The Seattle Camera Club (SCC) was an organization of photographers active in Seattle, Washington, during the 1920s. It was founded in 1924 by Japanese immigrants and thrived for the next five years. The SCC was the only Japanese American photography club to include both Caucasians and women photographers as members, and because of their inclusivity their members were among the most exhibited photographers in the world at that time.

==History==

The 39 charter members of the club were all Japanese men. Unlike other prominent clubs of Japanese photographers, they decided at the beginning to welcome women and Caucasian members. The driving force behind the club's formation was Dr. Kyo Koike, who was a well‒respected medical doctor in Seattle's Issei community.

They held monthly meetings at 508½ Main Street near Dr. Koike's office. At these meetings members critiqued each other's prints and discussed current ideas about photography. Dr. Koike wrote about these discussions in their monthly bulletin, as well as descriptions of photography trips the members had taken, names of those members who had exhibited recently, and commentaries about photography in general.
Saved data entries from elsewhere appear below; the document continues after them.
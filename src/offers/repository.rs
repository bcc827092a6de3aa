use chrono::NaiveDate;
use rust_decimal::Decimal;
use sqlx::PgPool;
use uuid::Uuid;

use crate::offers::error::OfferError;
use crate::offers::models::{
    CreateOfferRequest, DailyOffer, OfferDetail, TierDiscount, UpdateOfferRequest,
};
use crate::offers::resolver::OfferCandidate;

const OFFER_COLUMNS: &str =
    "id, title, discount_type, offer_start_date, offer_end_date, order_type_restriction, created_at";

/// Repository for daily offers and their item/tier-discount sets
#[derive(Clone)]
pub struct OffersRepository {
    pool: PgPool,
}

impl OffersRepository {
    /// Create a new OffersRepository
    pub fn new(pool: PgPool) -> Self {
        Self { pool }
    }

    /// List all offers with their item lists and tier discounts
    pub async fn list_offers(&self) -> Result<Vec<OfferDetail>, OfferError> {
        let sql = format!("SELECT {} FROM daily_offers ORDER BY created_at DESC", OFFER_COLUMNS);
        let offers = sqlx::query_as::<_, DailyOffer>(&sql)
            .fetch_all(&self.pool)
            .await?;

        self.expand_details(offers).await
    }

    /// Fetch one offer with its item list and tier discounts
    pub async fn get_offer(&self, id: Uuid) -> Result<Option<OfferDetail>, OfferError> {
        let sql = format!("SELECT {} FROM daily_offers WHERE id = $1", OFFER_COLUMNS);
        let offer = sqlx::query_as::<_, DailyOffer>(&sql)
            .bind(id)
            .fetch_optional(&self.pool)
            .await?;

        match offer {
            Some(offer) => Ok(self.expand_details(vec![offer]).await?.pop()),
            None => Ok(None),
        }
    }

    /// Offers whose date window includes `today`
    pub async fn active_offers(&self, today: NaiveDate) -> Result<Vec<OfferDetail>, OfferError> {
        let sql = format!(
            "SELECT {} FROM daily_offers \
             WHERE offer_start_date <= $1 AND offer_end_date >= $1 \
             ORDER BY created_at DESC",
            OFFER_COLUMNS
        );
        let offers = sqlx::query_as::<_, DailyOffer>(&sql)
            .bind(today)
            .fetch_all(&self.pool)
            .await?;

        self.expand_details(offers).await
    }

    /// Load offer candidates for pricing a user's cart: active-window offers
    /// with their item lists, the discount value for the user's tier, and the
    /// user's redeemed-today flags.
    pub async fn candidates_for_user(
        &self,
        user_id: i32,
        loyalty_level_id: i32,
        today: NaiveDate,
    ) -> Result<Vec<OfferCandidate>, OfferError> {
        let sql = format!(
            "SELECT {} FROM daily_offers \
             WHERE offer_start_date <= $1 AND offer_end_date >= $1",
            OFFER_COLUMNS
        );
        let offers = sqlx::query_as::<_, DailyOffer>(&sql)
            .bind(today)
            .fetch_all(&self.pool)
            .await?;

        let mut candidates = Vec::with_capacity(offers.len());
        for offer in offers {
            let menu_item_ids: Vec<i32> = sqlx::query_scalar(
                "SELECT menu_item_id FROM daily_offer_items WHERE offer_id = $1",
            )
            .bind(offer.id)
            .fetch_all(&self.pool)
            .await?;

            let tier_discount: Option<Decimal> = sqlx::query_scalar(
                "SELECT value FROM daily_offer_tier_discounts \
                 WHERE offer_id = $1 AND loyalty_level_id = $2",
            )
            .bind(offer.id)
            .bind(loyalty_level_id)
            .fetch_optional(&self.pool)
            .await?;

            let redeemed_today: Option<bool> = sqlx::query_scalar(
                "SELECT EXISTS(SELECT 1 FROM daily_offer_redemptions \
                 WHERE user_id = $1 AND offer_id = $2 AND redeemed_on = $3)",
            )
            .bind(user_id)
            .bind(offer.id)
            .bind(today)
            .fetch_one(&self.pool)
            .await?;

            candidates.push(OfferCandidate {
                offer,
                menu_item_ids,
                tier_discount,
                redeemed_today: redeemed_today.unwrap_or(false),
            });
        }

        Ok(candidates)
    }

    /// Create an offer with its item list and tier discounts in a transaction
    pub async fn create_offer(&self, request: &CreateOfferRequest) -> Result<OfferDetail, OfferError> {
        let mut tx = self.pool.begin().await?;

        let sql = format!(
            "INSERT INTO daily_offers \
             (title, discount_type, offer_start_date, offer_end_date, order_type_restriction) \
             VALUES ($1, $2, $3, $4, $5) RETURNING {}",
            OFFER_COLUMNS
        );

        let offer = sqlx::query_as::<_, DailyOffer>(&sql)
            .bind(&request.title)
            .bind(request.discount_type)
            .bind(request.offer_start_date)
            .bind(request.offer_end_date)
            .bind(request.order_type_restriction)
            .fetch_one(&mut *tx)
            .await?;

        for menu_item_id in &request.menu_item_ids {
            sqlx::query(
                "INSERT INTO daily_offer_items (offer_id, menu_item_id) VALUES ($1, $2)",
            )
            .bind(offer.id)
            .bind(menu_item_id)
            .execute(&mut *tx)
            .await?;
        }

        for tier in &request.tier_discounts {
            sqlx::query(
                "INSERT INTO daily_offer_tier_discounts (offer_id, loyalty_level_id, value) \
                 VALUES ($1, $2, $3)",
            )
            .bind(offer.id)
            .bind(tier.loyalty_level_id)
            .bind(tier.value)
            .execute(&mut *tx)
            .await?;
        }

        tx.commit().await?;

        self.get_offer(offer.id)
            .await?
            .ok_or(OfferError::NotFound)
    }

    /// Update an offer; item and tier-discount lists, when present, replace
    /// the stored sets inside the same transaction.
    pub async fn update_offer(
        &self,
        id: Uuid,
        request: &UpdateOfferRequest,
    ) -> Result<OfferDetail, OfferError> {
        let mut tx = self.pool.begin().await?;

        let sql = format!(
            "UPDATE daily_offers \
             SET title = COALESCE($1, title), \
                 discount_type = COALESCE($2, discount_type), \
                 offer_start_date = COALESCE($3, offer_start_date), \
                 offer_end_date = COALESCE($4, offer_end_date), \
                 order_type_restriction = COALESCE($5, order_type_restriction) \
             WHERE id = $6 RETURNING {}",
            OFFER_COLUMNS
        );

        let offer = sqlx::query_as::<_, DailyOffer>(&sql)
            .bind(request.title.as_deref())
            .bind(request.discount_type)
            .bind(request.offer_start_date)
            .bind(request.offer_end_date)
            .bind(request.order_type_restriction)
            .bind(id)
            .fetch_optional(&mut *tx)
            .await?
            .ok_or(OfferError::NotFound)?;

        if offer.offer_end_date < offer.offer_start_date {
            return Err(OfferError::ValidationError(
                "offer_end_date must not precede offer_start_date".to_string(),
            ));
        }

        if let Some(menu_item_ids) = &request.menu_item_ids {
            sqlx::query("DELETE FROM daily_offer_items WHERE offer_id = $1")
                .bind(id)
                .execute(&mut *tx)
                .await?;

            for menu_item_id in menu_item_ids {
                sqlx::query(
                    "INSERT INTO daily_offer_items (offer_id, menu_item_id) VALUES ($1, $2)",
                )
                .bind(id)
                .bind(menu_item_id)
                .execute(&mut *tx)
                .await?;
            }
        }

        if let Some(tier_discounts) = &request.tier_discounts {
            sqlx::query("DELETE FROM daily_offer_tier_discounts WHERE offer_id = $1")
                .bind(id)
                .execute(&mut *tx)
                .await?;

            for tier in tier_discounts {
                sqlx::query(
                    "INSERT INTO daily_offer_tier_discounts (offer_id, loyalty_level_id, value) \
                     VALUES ($1, $2, $3)",
                )
                .bind(id)
                .bind(tier.loyalty_level_id)
                .bind(tier.value)
                .execute(&mut *tx)
                .await?;
            }
        }

        tx.commit().await?;

        self.get_offer(id).await?.ok_or(OfferError::NotFound)
    }

    /// Delete an offer (item and tier rows cascade)
    pub async fn delete_offer(&self, id: Uuid) -> Result<(), OfferError> {
        let result = sqlx::query("DELETE FROM daily_offers WHERE id = $1")
            .bind(id)
            .execute(&self.pool)
            .await?;

        if result.rows_affected() == 0 {
            return Err(OfferError::NotFound);
        }

        Ok(())
    }

    async fn expand_details(
        &self,
        offers: Vec<DailyOffer>,
    ) -> Result<Vec<OfferDetail>, OfferError> {
        let mut details = Vec::with_capacity(offers.len());
        for offer in offers {
            let menu_item_ids: Vec<i32> = sqlx::query_scalar(
                "SELECT menu_item_id FROM daily_offer_items WHERE offer_id = $1 ORDER BY menu_item_id",
            )
            .bind(offer.id)
            .fetch_all(&self.pool)
            .await?;

            let tier_discounts = sqlx::query_as::<_, TierDiscount>(
                "SELECT loyalty_level_id, value FROM daily_offer_tier_discounts \
                 WHERE offer_id = $1 ORDER BY loyalty_level_id",
            )
            .bind(offer.id)
            .fetch_all(&self.pool)
            .await?;

            details.push(OfferDetail {
                offer,
                menu_item_ids,
                tier_discounts,
            });
        }

        Ok(details)
    }
}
The club's bulletin was called Notan, which is a Japanese term that roughly translates as "light and shade". These were qualities that defined the primary elements of a Japanese style of pictorialism that most of the original members prized. Many of their photographs contained strong lighting and rhythmical patterns that emphasized the artistic quality of a scene.

In 1925 the club began its own salon, which originally featured photographs by its own members but later expanded to an international field of photographers. The artistic strength of their membership is indicated by the fact that in 1926 members of the club showed a collective 589 prints in different exhibitions around the world. That same year Photo‒Era magazine offered a trophy for the photography club whose members won the most awards in the magazine's competitions. The first winner of the trophy was the Seattle Camera Club.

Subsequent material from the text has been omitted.